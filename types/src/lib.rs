//! Fundamental types for the Covenant governance protocol.
//!
//! This crate defines the core types shared across every other crate in the
//! workspace: coin and puzzle identifiers, announcement ids, amounts,
//! governance rules, and proposal lifecycle states.

pub mod amount;
pub mod hash;
pub mod rules;
pub mod state;

pub use amount::Amount;
pub use hash::{AnnouncementId, CoinId, LauncherId, ProposalId, PuzzleHash};
pub use rules::{DaoRules, BPS_DENOMINATOR};
pub use state::{ProposalOutcome, ProposalState};
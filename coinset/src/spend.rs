//! A single coin spend: a coin plus the conditions its puzzle emitted.

use crate::coin::Coin;
use covenant_conditions::Condition;
use serde::{Deserialize, Serialize};

/// One spend inside an atomic batch.
///
/// The puzzle itself is evaluated before the batch is assembled; what the
/// batch validator sees is the coin being consumed, the height at which it
/// was confirmed (for relative-height assertions), and the emitted
/// conditions.
#[derive(Clone, Debug, PartialEq, Eq, Serialize, Deserialize)]
pub struct CoinSpend {
    pub coin: Coin,
    /// Block height at which `coin` was confirmed on the ledger.
    pub confirmed_height: u64,
    pub conditions: Vec<Condition>,
}

impl CoinSpend {
    pub fn new(coin: Coin, confirmed_height: u64, conditions: Vec<Condition>) -> Self {
        Self {
            coin,
            confirmed_height,
            conditions,
        }
    }
}
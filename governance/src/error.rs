use crate::payload::PayloadKind;
use covenant_types::{Amount, CoinId, ProposalId, PuzzleHash};
use thiserror::Error;

/// Why a governance puzzle refused to evaluate.
///
/// Every variant is fatal for the spend being built and therefore for the
/// whole batch; none is retried automatically. Threshold violations are
/// non-terminal for the proposal itself — the coin stays live and a later
/// close attempt may succeed. Retracting a vote without the finished-beacon
/// proof is not represented here: the lockup emits the beacon assertion and
/// the batch validator rejects the batch when no beacon announcement exists.
#[derive(Debug, Error)]
pub enum GovernanceError {
    // Integrity violations.
    #[error("coin has already voted on proposal {proposal_id}")]
    DuplicateVote { proposal_id: ProposalId },

    #[error("no recorded vote on proposal {proposal_id} to retract")]
    VoteNotFound { proposal_id: ProposalId },

    #[error("vote coin {coin_id} appears more than once in one spend")]
    DuplicateVoteCoin { coin_id: CoinId },

    #[error("vote spend carries no votes")]
    EmptyVote,

    #[error("vote tally overflow")]
    TallyOverflow,

    #[error("vote tally underflow")]
    TallyUnderflow,

    #[error("inconsistent tally: yes {yes} exceeds total {total}")]
    InvalidTally { yes: Amount, total: Amount },

    // Threshold violations — the proposal stays open.
    #[error("attendance not met: {have} < {need}")]
    AttendanceNotMet { have: Amount, need: Amount },

    #[error("pass margin not met: {yes} yes of {total} total, need {need_bps} bps")]
    MarginNotMet {
        yes: Amount,
        total: Amount,
        need_bps: u64,
    },

    // Authorization violations.
    #[error("proposal coin too small: {amount} < minimum {minimum}")]
    ProposalBelowMinimum { amount: Amount, minimum: Amount },

    #[error("claimed proposal coin {claimed} does not match recomputed {computed}")]
    ProposalCoinMismatch { claimed: CoinId, computed: CoinId },

    #[error("revealed payload hashes to {revealed}, proposal committed to {committed}")]
    ProposedPuzzleMismatch {
        committed: PuzzleHash,
        revealed: PuzzleHash,
    },

    #[error("payload kind {revealed:?} does not match committed kind {committed:?}")]
    PayloadKindMismatch {
        committed: PayloadKind,
        revealed: PayloadKind,
    },

    // Accounting violations.
    #[error("proposed spend of {requested} exceeds locked funds {locked}")]
    TreasuryOverdraw { locked: Amount, requested: Amount },

    #[error("residual {residual} not routed to the excess puzzle hash")]
    ExcessNotRouted { residual: Amount },

    #[error("amount arithmetic overflow")]
    AmountOverflow,

    #[error("merge manifest does not include contribution from coin {coin_id}")]
    MergeMissingContribution { coin_id: CoinId },

    #[error("merge amount for coin {coin_id}: manifest says {manifest}, coin holds {actual}")]
    MergeAmountMismatch {
        coin_id: CoinId,
        manifest: Amount,
        actual: Amount,
    },

    #[error("merge aggregator puzzle {puzzle_hash} is not a treasury funding coin")]
    MergeForeignAggregator { puzzle_hash: PuzzleHash },

    #[error("contribution from coin {coin_id} listed more than once")]
    DuplicateContribution { coin_id: CoinId },

    #[error("merge set has no contributions")]
    EmptyMerge,
}
//! The treasury: custodian of governance rules and funds.
//!
//! Two spend paths. The oracle path changes nothing and exists so other
//! coins can observe canonical treasury state: a puzzle announcement is
//! already bound to the treasury's commitment (hence every rule value), so
//! the zero-byte message is the parameter oracle. The execution path binds
//! itself to a closing proposal with a coin-announcement assertion, runs the
//! validator, and either pays out funds or replaces its own rule set.

use crate::error::GovernanceError;
use crate::payload::{PayloadKind, ProposedPayload};
use crate::validator::{ProposalInfo, ValidatorConfig, VoteTally};
use covenant_coinset::{singleton_puzzle_hash, Coin};
use covenant_conditions::Condition;
use covenant_crypto::{blake2b_256_framed, coin_announcement_id, curry_hash, module_hash};
use covenant_types::{Amount, CoinId, DaoRules, LauncherId, PuzzleHash};
use serde::{Deserialize, Serialize};

/// Protocol identity of the treasury module.
pub fn treasury_mod_hash() -> PuzzleHash {
    module_hash("covenant/treasury/v1")
}

/// Message of the treasury's oracle announcement. The emitter identity
/// carries the parameters; the message is fixed.
pub const ORACLE_MESSAGE: [u8; 1] = [0];

/// Canonical commitment of a rule set, folded into the treasury's identity.
pub fn rules_commitment(rules: &DaoRules) -> [u8; 32] {
    blake2b_256_framed(&[
        &rules.proposal_timelock.to_be_bytes(),
        &rules.soft_close_length.to_be_bytes(),
        &rules.attendance_required.to_be_bytes(),
        &rules.pass_margin_bps.to_be_bytes(),
        &rules.self_destruct_time.to_be_bytes(),
        &rules.oracle_spend_delay.to_be_bytes(),
    ])
}

/// The treasury singleton's inner state.
#[derive(Clone, Debug, PartialEq, Eq, Serialize, Deserialize)]
pub struct TreasuryPuzzle {
    pub treasury_id: LauncherId,
    pub validator: ValidatorConfig,
    pub rules: DaoRules,
}

impl TreasuryPuzzle {
    pub fn new(treasury_id: LauncherId, validator: ValidatorConfig, rules: DaoRules) -> Self {
        Self {
            treasury_id,
            validator,
            rules,
        }
    }

    /// Inner commitment from raw parts — also used by closing proposals to
    /// recompute the treasury they must pair with.
    pub fn inner_hash_from_parts(validator_hash: &PuzzleHash, rules: &DaoRules) -> PuzzleHash {
        curry_hash(
            &treasury_mod_hash(),
            &[
                treasury_mod_hash().as_bytes(),
                validator_hash.as_bytes(),
                &rules_commitment(rules),
            ],
        )
    }

    pub fn inner_puzzle_hash(&self) -> PuzzleHash {
        Self::inner_hash_from_parts(&self.validator.validator_hash(), &self.rules)
    }

    pub fn full_puzzle_hash(&self) -> PuzzleHash {
        singleton_puzzle_hash(self.treasury_id, &self.inner_puzzle_hash())
    }

    /// Evaluate one treasury spend.
    pub fn evaluate(
        &self,
        coin: &Coin,
        solution: &TreasurySolution,
    ) -> Result<Vec<Condition>, GovernanceError> {
        match solution {
            TreasurySolution::Oracle => Ok(self.oracle(coin)),
            TreasurySolution::Execute {
                info,
                tally,
                payload,
                funding,
            } => self.execute(coin, info, tally, payload, funding),
        }
    }

    fn oracle(&self, coin: &Coin) -> Vec<Condition> {
        vec![
            Condition::AssertHeightRelative {
                height: self.rules.oracle_spend_delay,
            },
            Condition::CreateCoin {
                puzzle_hash: self.full_puzzle_hash(),
                amount: coin.amount,
            },
            Condition::CreatePuzzleAnnouncement {
                message: ORACLE_MESSAGE.to_vec(),
            },
        ]
    }

    fn execute(
        &self,
        coin: &Coin,
        info: &ProposalInfo,
        tally: &VoteTally,
        payload: &ProposedPayload,
        funding: &[(CoinId, Amount)],
    ) -> Result<Vec<Condition>, GovernanceError> {
        // Allow-list check: the revealed payload must be one of the two
        // payload classes and hash to exactly what the proposal committed to.
        if payload.kind() != info.kind {
            return Err(GovernanceError::PayloadKindMismatch {
                committed: info.kind,
                revealed: payload.kind(),
            });
        }
        let revealed = payload.puzzle_hash();
        if revealed != info.proposed_puzzle_hash {
            return Err(GovernanceError::ProposedPuzzleMismatch {
                committed: info.proposed_puzzle_hash,
                revealed,
            });
        }

        let mut locked_funds = Amount::ZERO;
        for (_, amount) in funding {
            locked_funds = locked_funds
                .checked_add(*amount)
                .ok_or(GovernanceError::AmountOverflow)?;
        }

        let proposed_conditions = match payload {
            ProposedPayload::Spend(spend) => {
                spend.evaluate(funding, self.validator.excess_puzzle_hash)?
            }
            ProposedPayload::Update(update) => update.evaluate(self.treasury_id, coin.amount),
        };

        let mut conditions = Vec::new();
        // Bind this spend to the closing proposal coin.
        conditions.push(Condition::AssertCoinAnnouncement {
            announcement: coin_announcement_id(
                &info.proposal_coin_id,
                tally.proposal_id.as_bytes(),
            ),
        });
        conditions.extend(self.validator.validate(
            &self.rules,
            info,
            tally,
            &proposed_conditions,
            locked_funds,
        )?);
        // An update recreates the treasury through its payload; a spend
        // leaves the identity untouched and recreates it here.
        if payload.kind() == PayloadKind::Spend {
            conditions.push(Condition::CreateCoin {
                puzzle_hash: self.full_puzzle_hash(),
                amount: coin.amount,
            });
        }
        Ok(conditions)
    }
}

/// One treasury spend, selected by explicit discriminant.
///
/// The wire-level layouts are positional: `(0,0,0,0,0, treasury_struct)` for
/// the oracle path and `([proposal_coin_id, proposed_puzhash, flag],
/// [proposal_id, total_votes, yes_votes, parent_id, amount],
/// proposed_puzzle_reveal, proposed_solution)` for execution.
#[derive(Clone, Debug, PartialEq, Eq, Serialize, Deserialize)]
pub enum TreasurySolution {
    /// Announce canonical treasury state; no state change.
    Oracle,
    /// Execute a validated closing proposal.
    Execute {
        info: ProposalInfo,
        tally: VoteTally,
        payload: ProposedPayload,
        /// The funding coins `(coin id, amount)` backing this execution.
        funding: Vec<(CoinId, Amount)>,
    },
}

________

- **Problem to solve**
Search term "identity": return each line of the data that contains it.

- **Solution**
/// Protocol identity of the treasury module.
/// Message of the treasury's oracle announcement. The emitter identity
/// Canonical commitment of a rule set, folded into the treasury's identity.
        // leaves the identity untouched and recreates it here.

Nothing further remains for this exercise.